(Saved entries)
_____

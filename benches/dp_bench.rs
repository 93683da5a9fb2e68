//! Benchmarks for the dynamic-programming suite.

use algokit::dp::{coin_change, edit_distance, longest_increasing_subsequence};
use criterion::{BenchmarkId, Criterion, criterion_group, criterion_main};
use std::hint::black_box;

// ============================================================================
// Helpers
// ============================================================================

fn pseudo_random_values(count: usize) -> Vec<i32> {
    let mut state = 0x9e37_79b9_u64;
    (0..count)
        .map(|_| {
            state = state.wrapping_mul(6_364_136_223_846_793_005).wrapping_add(1);
            (state >> 33) as i32
        })
        .collect()
}

fn repeated_word(length: usize) -> String {
    "abcdefgh".chars().cycle().take(length).collect()
}

// ============================================================================
// edit_distance Benchmarks
// ============================================================================

fn benchmark_edit_distance(criterion: &mut Criterion) {
    let mut group = criterion.benchmark_group("edit_distance");

    for size in [64, 256, 1024] {
        let source = repeated_word(size);
        let target: String = source.chars().rev().collect();

        group.bench_with_input(
            BenchmarkId::new("reversed_word", size),
            &size,
            |bencher, _| {
                bencher.iter(|| edit_distance(black_box(&source), black_box(&target)));
            },
        );
    }

    group.finish();
}

// ============================================================================
// longest_increasing_subsequence Benchmarks
// ============================================================================

fn benchmark_longest_increasing_subsequence(criterion: &mut Criterion) {
    let mut group = criterion.benchmark_group("longest_increasing_subsequence");

    for size in [1_000, 10_000, 100_000] {
        let values = pseudo_random_values(size);

        group.bench_with_input(
            BenchmarkId::new("random_values", size),
            &size,
            |bencher, _| {
                bencher.iter(|| longest_increasing_subsequence(black_box(&values)));
            },
        );
    }

    group.finish();
}

// ============================================================================
// coin_change Benchmarks
// ============================================================================

fn benchmark_coin_change(criterion: &mut Criterion) {
    let mut group = criterion.benchmark_group("coin_change");
    let coins = [186, 419, 83, 408];

    for amount in [1_000_u32, 10_000, 100_000] {
        group.bench_with_input(
            BenchmarkId::new("four_coins", amount),
            &amount,
            |bencher, &amount| {
                bencher.iter(|| coin_change(black_box(&coins), black_box(amount)));
            },
        );
    }

    group.finish();
}

criterion_group!(
    benches,
    benchmark_edit_distance,
    benchmark_longest_increasing_subsequence,
    benchmark_coin_change,
);
criterion_main!(benches);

_____

Goal of the exercise: Retype the records exactly.

Exercise solution:
filename benches/dp_bench.rs
repository 93683da5a9fb2e68
//! Benchmarks for the dynamic-programming suite.

use algokit::dp::{coin_change, edit_distance, longest_increasing_subsequence};
use criterion::{BenchmarkId, Criterion, criterion_group, criterion_main};
use std::hint::black_box;

// ============================================================================
// Helpers
// ============================================================================

fn pseudo_random_values(count: usize) -> Vec<i32> {
    let mut state = 0x9e37_79b9_u64;
    (0..count)
        .map(|_| {
            state = state.wrapping_mul(6_364_136_223_846_793_005).wrapping_add(1);
            (state >> 33) as i32
        })
        .collect()
}

fn repeated_word(length: usize) -> String {
    "abcdefgh".chars().cycle().take(length).collect()
}

// ============================================================================
// edit_distance Benchmarks
// ============================================================================

fn benchmark_edit_distance(criterion: &mut Criterion) {
    let mut group = criterion.benchmark_group("edit_distance");

    for size in [64, 256, 1024] {
        let source = repeated_word(size);
        let target: String = source.chars().rev().collect();

        group.bench_with_input(
            BenchmarkId::new("reversed_word", size),
            &size,
            |bencher, _| {
                bencher.iter(|| edit_distance(black_box(&source), black_box(&target)));
            },
        );
    }

    group.finish();
}

// ============================================================================
// longest_increasing_subsequence Benchmarks
// ============================================================================

fn benchmark_longest_increasing_subsequence(criterion: &mut Criterion) {
    let mut group = criterion.benchmark_group("longest_increasing_subsequence");

    for size in [1_000, 10_000, 100_000] {
        let values = pseudo_random_values(size);

        group.bench_with_input(
            BenchmarkId::new("random_values", size),
            &size,
            |bencher, _| {
                bencher.iter(|| longest_increasing_subsequence(black_box(&values)));
            },
        );
    }

    group.finish();
}

// ============================================================================
// coin_change Benchmarks
// ============================================================================

fn benchmark_coin_change(criterion: &mut Criterion) {
    let mut group = criterion.benchmark_group("coin_change");
    let coins = [186, 419, 83, 408];

    for amount in [1_000_u32, 10_000, 100_000] {
        group.bench_with_input(
            BenchmarkId::new("four_coins", amount),
            &amount,
            |bencher, &amount| {
                bencher.iter(|| coin_change(black_box(&coins), black_box(amount)));
            },
        );
    }

    group.finish();
}

criterion_group!(
    benches,
    benchmark_edit_distance,
    benchmark_longest_increasing_subsequence,
    benchmark_coin_change,
);
criterion_main!(benches);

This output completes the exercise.